The rest are rodenticides. These chemical compounds kill within a few hours (acute), days (subacute), or more than a few days (chronic, usually by blood coagulation). They can be dispersed from helicopters (aerial broadcast), though bait stations, by hand (workers would have to walk the entirety of the island on foot).
Because of the rough terrain of the islands, all of the hand baiting and bait station options are automatically struck down.
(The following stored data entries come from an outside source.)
use clap::Parser;
use tracing_subscriber::EnvFilter;

mod args;
mod commands;

use args::{Cli, Command};

#[tokio::main]
async fn main() {
    // Load .env file if present
    let _ = dotenvy::dotenv();

    let cli = Cli::parse();

    let default_level = if cli.verbose { "debug" } else { "warn" };
    tracing_subscriber::fmt()
        .with_env_filter(
            EnvFilter::try_from_default_env().unwrap_or_else(|_| EnvFilter::new(default_level)),
        )
        .with_target(false)
        .with_writer(std::io::stderr)
        .init();

    let result = match &cli.command {
        Command::Generate(args) => commands::generate::run(args).await,
        Command::Graph(args) => commands::graph::run(args),
        Command::Edges(args) => commands::edges::run(args),
    };

    if let Err(err) = result {
        eprintln!("Error: {:#}", err);
        std::process::exit(1);
    }
}
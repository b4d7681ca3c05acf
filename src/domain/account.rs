use rust_decimal::Decimal;
use tracing::debug;

use crate::domain::{Error, Transaction, TransactionKind};

#[derive(Debug, Clone, Copy, PartialEq, Eq)]
pub enum AccountState {
    Active,
    Closed, // terminal
}

/// A single in-memory account.
///
/// The balance only changes through [`BankAccount::deposit`] and
/// [`BankAccount::withdraw`], and every change is appended to the history.
/// Failed operations leave the account untouched.
#[derive(Debug, Clone)]
pub struct BankAccount {
    account_number: String,
    owner_name: String,
    balance: Decimal,
    state: AccountState,
    history: Vec<Transaction>,
}

impl BankAccount {
    pub fn new(account_number: impl Into<String>, owner_name: impl Into<String>) -> Self {
        Self::with_balance(account_number, owner_name, Decimal::ZERO)
    }

    pub fn with_balance(
        account_number: impl Into<String>,
        owner_name: impl Into<String>,
        initial_balance: Decimal,
    ) -> Self {
        let mut account = Self {
            account_number: account_number.into(),
            owner_name: owner_name.into(),
            balance: initial_balance,
            state: AccountState::Active,
            history: Vec::new(),
        };
        account.record(TransactionKind::Open, initial_balance);
        account
    }

    pub fn account_number(&self) -> &str {
        &self.account_number
    }

    pub fn owner_name(&self) -> &str {
        &self.owner_name
    }

    pub fn balance(&self) -> Decimal {
        self.balance
    }

    pub fn state(&self) -> AccountState {
        self.state
    }

    pub fn is_active(&self) -> bool {
        self.state == AccountState::Active
    }

    /// Returns a snapshot of the history; the account keeps its own copy.
    pub fn history(&self) -> Vec<Transaction> {
        self.history.clone()
    }

    pub fn deposit(&mut self, amount: Decimal) -> Result<Decimal, Error> {
        self.ensure_active("Cannot deposit to a closed account")?;
        if amount <= Decimal::ZERO {
            return Err(Error::InvalidArgument(
                "Deposit amount must be positive".to_string(),
            ));
        }

        self.balance = self.balance.checked_add(amount).ok_or_else(|| {
            Error::Overflow(format!("Deposit of {} exceeds the maximum balance", amount))
        })?;
        self.record(TransactionKind::Deposit, amount);
        Ok(self.balance)
    }

    pub fn withdraw(&mut self, amount: Decimal) -> Result<Decimal, Error> {
        self.ensure_active("Cannot withdraw from a closed account")?;
        if amount <= Decimal::ZERO {
            return Err(Error::InvalidArgument(
                "Withdrawal amount must be positive".to_string(),
            ));
        }
        if amount > self.balance {
            return Err(Error::InsufficientFunds {
                requested: amount,
                balance: self.balance,
            });
        }

        self.balance = self.balance.checked_sub(amount).ok_or_else(|| {
            Error::Overflow(format!("Withdrawal of {} exceeds the minimum balance", amount))
        })?;
        self.record(TransactionKind::Withdraw, -amount);
        Ok(self.balance)
    }

    pub fn close(&mut self) -> Result<Decimal, Error> {
        self.ensure_active("Account is already closed")?;

        self.state = AccountState::Closed;
        self.record(TransactionKind::Close, Decimal::ZERO);
        Ok(self.balance)
    }

    fn ensure_active(&self, message: &str) -> Result<(), Error> {
        match self.state {
            AccountState::Active => Ok(()),
            AccountState::Closed => Err(Error::IllegalState(message.to_string())),
        }
    }

    fn record(&mut self, kind: TransactionKind, amount: Decimal) {
        let tx = Transaction {
            kind,
            amount,
            resulting_balance: self.balance,
        };
        debug!(account = %self.account_number, %tx, "recorded transaction");
        self.history.push(tx);
    }
}
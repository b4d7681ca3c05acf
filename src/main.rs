use std::{env, fs::File};

use teller::{
    BankAccount, config::Config, dlq::StdErrDLQ, engine::Engine, ingestion::CsvReader,
    output::CsvOutput,
};
use tracing::info;
use tracing_subscriber::EnvFilter;

#[tokio::main] // using Tokio runtime for async
async fn main() -> Result<(), Box<dyn std::error::Error>> {
    tracing_subscriber::fmt()
        .with_writer(std::io::stderr)
        .with_ansi(false)
        .with_env_filter(
            EnvFilter::try_from_default_env().unwrap_or_else(|_| EnvFilter::new("warn")),
        )
        .init();

    let config = Config::from_args(env::args().skip(1))?;
    let file = File::open(&config.script)?;

    let account = BankAccount::with_balance(
        config.account_number,
        config.owner_name,
        config.initial_balance,
    );
    let mut engine = Engine::new(CsvReader::new(file), account, StdErrDLQ::default());

    engine.process().await?;
    info!(rejected = engine.dlq().rejected(), "replay complete");

    let mut output = CsvOutput::new(std::io::stdout());
    engine.flush(&mut output)?;

    Ok(())
}
//! Teaching utilities: a generic arithmetic module and a single-account
//! ledger, plus a CSV replay driver for the ledger.

pub mod calculator;
pub mod config;
pub mod dlq;
pub mod domain;
pub mod engine;
pub mod ingestion;
pub mod output;

pub use calculator::{add, divide, factorial, multiply, square, subtract};
pub use domain::{AccountState, BankAccount, Error, Transaction, TransactionKind};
Some of the other chemicals won’t work well for other reasons, usually because they don’t meet safety guidelines.
- Aerial Zinc Phosphide (acute)
- Bait Station Zinc Phosphide (acute)
- Hand Zinc Phosphide (acute)
- Aerial Bromethalin (acute)
- Bait Station Bromethalin (acute)
- Hand Bromethalin (acute)
- Bait Station Cholecalciferol (subacute)
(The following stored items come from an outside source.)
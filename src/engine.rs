use futures::StreamExt;
use rust_decimal::Decimal;
use tracing::{debug, info};

use crate::domain::{
    BankAccount, Error, Operation,
    traits::{DeadLetterQueue, HistoryOutput, OperationStream},
};

/// Replays a stream of operations against one account.
#[derive(Debug)]
pub struct Engine<I, D>
where
    I: OperationStream,
    D: DeadLetterQueue,
{
    ingestion: I,
    account: BankAccount,
    dlq: D,
}

impl<I, D> Engine<I, D>
where
    I: OperationStream,
    D: DeadLetterQueue,
{
    pub fn new(ingestion: I, account: BankAccount, dlq: D) -> Self {
        Self {
            ingestion,
            account,
            dlq,
        }
    }

    pub async fn process(&mut self) -> Result<(), Error> {
        info!(account = %self.account.account_number(), "replay started");
        let mut res = self.ingestion.stream();

        while let Some(op) = res.next().await {
            match op {
                Ok(op) => {
                    if let Err(e) = self.apply_operation(op) {
                        self.dlq.report(&e);
                    }
                }
                Err(e) => self.dlq.report(&e),
            }
        }

        info!(
            account = %self.account.account_number(),
            balance = %self.account.balance(),
            active = self.account.is_active(),
            "replay finished"
        );
        Ok(())
    }

    fn apply_operation(&mut self, op: Operation) -> Result<Decimal, Error> {
        debug!(%op, "applying operation");
        match op {
            Operation::Deposit { amount } => self.account.deposit(amount),
            Operation::Withdraw { amount } => self.account.withdraw(amount),
            Operation::Close => self.account.close(),
        }
    }

    pub fn account(&self) -> &BankAccount {
        &self.account
    }

    pub fn dlq(&self) -> &D {
        &self.dlq
    }

    pub fn flush<O: HistoryOutput>(&self, output: &mut O) -> Result<(), Error> {
        output.write(&self.account)
    }
}

#[cfg(test)]
mod tests {
    use std::cell::RefCell;

    use super::*;
    use crate::domain::TransactionKind;
    use crate::ingestion::CsvReader;

    #[derive(Default)]
    struct CollectingDLQ {
        reports: RefCell<Vec<String>>,
    }

    impl DeadLetterQueue for CollectingDLQ {
        fn report(&self, error: &Error) {
            self.reports.borrow_mut().push(error.to_string());
        }
    }

    fn d(s: &str) -> Decimal {
        s.parse().unwrap()
    }

    fn engine(script: &'static str) -> Engine<CsvReader<&'static [u8]>, CollectingDLQ> {
        Engine::new(
            CsvReader::new(script.as_bytes()),
            BankAccount::with_balance("12345", "John Doe", d("100.0")),
            CollectingDLQ::default(),
        )
    }

    #[tokio::test]
    async fn applies_operations_in_order() {
        let mut engine = engine("type,amount\ndeposit,50.0\nwithdraw,30\nclose,\n");
        engine.process().await.unwrap();

        let account = engine.account();
        assert_eq!(account.balance(), d("120.0"));
        assert!(!account.is_active());

        let kinds: Vec<TransactionKind> = account.history().iter().map(|t| t.kind).collect();
        assert_eq!(
            kinds,
            vec![
                TransactionKind::Open,
                TransactionKind::Deposit,
                TransactionKind::Withdraw,
                TransactionKind::Close,
            ]
        );
        assert!(engine.dlq.reports.borrow().is_empty());
    }

    #[tokio::test]
    async fn rejected_operations_go_to_the_dlq() {
        let mut engine = engine(
            "type,amount\n\
             withdraw,150.0\n\
             deposit,-5\n\
             bogus,1\n\
             deposit,25\n\
             close,\n\
             deposit,10\n\
             close,\n",
        );
        engine.process().await.unwrap();

        assert_eq!(engine.account().balance(), d("125.0"));
        assert_eq!(engine.account().history().len(), 3);

        let reports = engine.dlq.reports.borrow();
        assert_eq!(reports.len(), 5);
        assert!(reports[0].starts_with("Cannot withdraw 150.0"));
        assert!(reports[1].starts_with("Invalid argument"));
        assert!(reports[2].starts_with("Ingestion failed"));
        assert!(reports[3].starts_with("Illegal state"));
        assert!(reports[4].starts_with("Illegal state"));
    }

    #[tokio::test]
    async fn overflowing_deposit_is_dead_lettered() {
        let mut engine = engine(
            "type,amount\n\
             deposit,79228162514264337593543950335\n\
             deposit,1\n",
        );
        engine.process().await.unwrap();

        assert_eq!(engine.account().balance(), d("101.0"));
        assert_eq!(engine.account().history().len(), 2);

        let reports = engine.dlq().reports.borrow();
        assert_eq!(reports.len(), 1);
        assert!(reports[0].starts_with("Arithmetic overflow"));
    }
}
- Hand Cholecalciferol (subacute)
- Bait Station Warfarin (chronic coagulant)
- Hand Warfarin (chronic coagulant)
- Bait Station Diphacinone (chronic coagulant)
- Hand Diphacinone (chronic coagulant)
- Bait Station Chlorophacinone (chronic coagulant)
- Hand Chlorophacinone (chronic coagulant)
- Bait Station Brodifacoum (chronic coagulant)
- Hand Brodifacoum (chronic coagulant)
- Bait Station Bromadiolone (chronic coagulant)
- Hand Bromadiolone (chronic coagulant)
- Bait Station Difethialone (chronic coagulant)
- Hand Difethialone (chronic coagulant)
- Aerial Pindone (chronic coagulant)
- Bait Station Pindone (chronic coagulant)
- Hand Pindone (chronic coagulant)
- Aerial 1080 (acute)
- Bait Station 1080 (acute)
- Hand 1080 (acute)
- Aerial Strychnine (acute)
- Bait Station Strychnine (acute)
- Hand Strychnine (acute)
- Aerial Coumatetralyl (chronic coagulant)
- Bait Station Coumatetralyl (chronic coagulant)
- Hand Coumatetralyl (chronic coagulant)
- Aerial Flocoumafen (chronic coagulant)
- Bait Station Flocoumafen (chronic coagulant)
- Hand Flocoumafen (chronic coagulant)
A few of these met all the criteria set out by the EIS, but they haven’t been approved by the EPA for conservation use and rodent eradication:
- Cholecalciferol (subacute)
- Warfarin (1st generation)
- Chlorophacinone (1st generation)
- Bromadiolone (2nd generation)
- Difethialone (2nd generation)
That left only two options, which would need to be dispersed aerially after the removal of the endangered bird species on the islands:
- Diphacionone (1st generation) — this compound is less toxic to birds, but has never been successfully used for rodent eradication, and rodents tend to avoid eating enough of the bait to kill them.
- Brodifacoum (2nd generation) — more than 98 per cent of mouse eradication have used this drug to kill of rodents.
When the mice are gone, the birds can be returned to the island. Other animals that can’t be removed are potentially threatened by the chemicals in these rodenticides.
None of those are as unique as the Navy’s plan to bomb Guam with Tylenol-dosed dead mice to kill off brown snakes that are taking over the island.